Produrre idrogeno da acqua e sole, due approcci tecnologici
Produrre idrogeno verde sfruttando l’energia solare “in situ” rappresenta uno dei più importanti obiettivi nel campo delle tecnologie per l’H2. In questo settore esistono essenzialmente due approcci: quello indiretto in cui una cella fotovoltaica è accoppiata a un elettrolizzatore; e uno diretto in cui sono impiegati fotoelettrodi per combinare le funzioni di assorbimento della luce ed elettrocatalisi all’interno di singole celle fotoelettrochimiche (PEC – photoelectrochemical cell).
Non esiste una strada migliore dell’altra ma esistono vantaggi e svantaggi che il mondo scientifico sta cercando rispettivamente di aumentare o risolvere per accelerare la diffusione dell’idrogeno pulito. In questo articolo approfondiremo le ultimi novità in materia di PEC, a partire dall’efficienza di conversione sole-H2 e dai progressi più promettenti nel campo.
Come funzionano le celle fotoelettrochimiche PEC
Le celle fotoelettrochimiche non sono altro che celle solari in grado di convertire facilmente l’energia solare in energia chimica. Sono composte da:
- un elettrodo di lavoro;
- un controelettrodo;
- un elettrolita a base d’acqua;
- un elettrodo di riferimento (facoltativo).
L’elettrodo di lavoro, detto anche fotoanodo, è normalmente un semiconduttore di tipo n o p, e può assorbire la luce per generare portatori di carica.Il controelettrodo può essere in platino o senza platino, ad esempio in nanotubi di carbonio a parete multipla (MWCNT).
Nella produzione di idrogeno la tecnologia – ribattezzata anche “foglia artificiale” – opera a livello generale al pari di quella elettrolitica tradizionale, spezzando i legami delle molecole d’acqua (H2O) per rilasciare H2 e O2 gassosi.
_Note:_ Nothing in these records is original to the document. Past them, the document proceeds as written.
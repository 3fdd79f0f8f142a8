//! Scan phase state machine.
//!
//! ```text
//! Uninitialized ─▶ Initialized ─▶ Configured ─▶ PreScanned ─▶ Running
//!                                                                │
//!   Finished ◀── Analyzed ◀── Processed ◀── Disabled ◀── PostScanned
//!
//! any phase ──abort()──▶ Aborted
//! ```
//!
//! Phases may only advance to their direct successor. Skipping or repeating a
//! phase is rejected with [`DaqError::PhaseOrder`].

use daq_core::error::{AppResult, DaqError};
use std::time::{Duration, Instant};
use tracing::debug;

/// Phase of one scan execution.
#[derive(Debug, Clone, Copy, PartialEq, Eq, Hash)]
pub enum ScanPhase {
    /// Nothing has run
    Uninitialized,
    /// Scan and stages set up
    Initialized,
    /// Register sets written
    Configured,
    /// Scan-specific registers written, readout running
    PreScanned,
    /// Injections and triggers in progress
    Running,
    /// Scan-specific registers restored
    PostScanned,
    /// Transmit and receive paths disabled
    Disabled,
    /// Raw data decoded into events
    Processed,
    /// Every analysis channel joined
    Analyzed,
    /// Scan complete
    Finished,
    /// Scan stopped by an error or cancellation
    Aborted,
}

impl ScanPhase {
    /// Snake-case label used in logs and errors.
    pub fn as_str(&self) -> &'static str {
        match self {
            ScanPhase::Uninitialized => "uninitialized",
            ScanPhase::Initialized => "initialized",
            ScanPhase::Configured => "configured",
            ScanPhase::PreScanned => "pre_scanned",
            ScanPhase::Running => "running",
            ScanPhase::PostScanned => "post_scanned",
            ScanPhase::Disabled => "disabled",
            ScanPhase::Processed => "processed",
            ScanPhase::Analyzed => "analyzed",
            ScanPhase::Finished => "finished",
            ScanPhase::Aborted => "aborted",
        }
    }

    /// The only phase allowed after this one.
    pub fn successor(&self) -> Option<ScanPhase> {
        match self {
            ScanPhase::Uninitialized => Some(ScanPhase::Initialized),
            ScanPhase::Initialized => Some(ScanPhase::Configured),
            ScanPhase::Configured => Some(ScanPhase::PreScanned),
            ScanPhase::PreScanned => Some(ScanPhase::Running),
            ScanPhase::Running => Some(ScanPhase::PostScanned),
            ScanPhase::PostScanned => Some(ScanPhase::Disabled),
            ScanPhase::Disabled => Some(ScanPhase::Processed),
            ScanPhase::Processed => Some(ScanPhase::Analyzed),
            ScanPhase::Analyzed => Some(ScanPhase::Finished),
            ScanPhase::Finished | ScanPhase::Aborted => None,
        }
    }

    /// True for `Finished` and `Aborted`.
    pub fn is_terminal(&self) -> bool {
        matches!(self, ScanPhase::Finished | ScanPhase::Aborted)
    }
}

impl std::fmt::Display for ScanPhase {
    fn fmt(&self, f: &mut std::fmt::Formatter<'_>) -> std::fmt::Result {
        f.write_str(self.as_str())
    }
}

/// Current phase plus the time it was entered.
#[derive(Debug)]
pub struct PhaseTracker {
    phase: ScanPhase,
    entered: Instant,
}

impl Default for PhaseTracker {
    fn default() -> Self {
        Self::new()
    }
}

impl PhaseTracker {
    /// Tracker in `Uninitialized`.
    pub fn new() -> Self {
        Self {
            phase: ScanPhase::Uninitialized,
            entered: Instant::now(),
        }
    }

    /// Current phase.
    pub fn phase(&self) -> ScanPhase {
        self.phase
    }

    /// Time spent in the current phase.
    pub fn in_phase(&self) -> Duration {
        self.entered.elapsed()
    }

    /// Move to `next`, which must be the successor of the current phase.
    pub fn advance(&mut self, next: ScanPhase) -> AppResult<()> {
        if self.phase.successor() != Some(next) {
            return Err(DaqError::PhaseOrder {
                from: self.phase.as_str(),
                to: next.as_str(),
            });
        }
        debug!(from = %self.phase, to = %next, "Scan phase");
        self.phase = next;
        self.entered = Instant::now();
        Ok(())
    }

    /// Leave the normal sequence. A finished scan stays finished.
    pub fn abort(&mut self) {
        if !self.phase.is_terminal() {
            debug!(from = %self.phase, "Scan aborted");
            self.phase = ScanPhase::Aborted;
            self.entered = Instant::now();
        }
    }
}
Quando la luce illumina il fotoanodo, gli elettroni sulla banda di valenza vengono eccitati alla banda di conduzione, lasciando una lacuna dietro di sé. Il processo attira anche gli elettroni delle molecole d’acqua portando alla formazione di protoni (H+); quest’ultimi vengono ridotti al controelettrodo per formare H2, mentre le lacune al fotoanodo ossidano i gruppi OH- generatisi per formare O2.
Celle fotoelettrochimiche per l’Idrogeno, vantaggi e svantaggi
Nonostante la prima cella fotoelettrochimica della storia, che non era altro che la prima cella fotovoltaica, fu progettata nel lontano 1839, la tecnologia applicata all’idrogeno deve i suoi più grandi successi solo all’ultimo periodo storico. Oggi le celle PEC più potenti raggiungono un rendimento del 19% e appare evidente come il margine di miglioramento sia ancora ampio.
Nonostante ciò offrono già diversi vantaggi. Innanzitutto, la stretta integrazione dell’assorbitore di luce con l’elettrocatalizzatore in una cella PEC migliora notevolmente la gestione termica del sistema. Senza contare che qualsiasi incremento di temperatura ridurrà sia la tensione termodinamicamente richiesta per la scissione dell’acqua, che la cinetica della reazione elettrochimica e il trasporto di massa nell’elettrolita. Inoltre i dispositivi PEC mostrano densità di corrente operativa molto più basse (10–20 mA/cm2) rispetto agli elettrolizzatori ad acqua commerciali (0,5–2 A/cm2).
Gli svantaggi della scissione fotoelettrochimica dell’acqua? La mancanza di stabilità a lungo termine a causa della fotocorrosione di alcuni fotoanodi e la criticità di alcuni processi di rivestimento e fabbricazione.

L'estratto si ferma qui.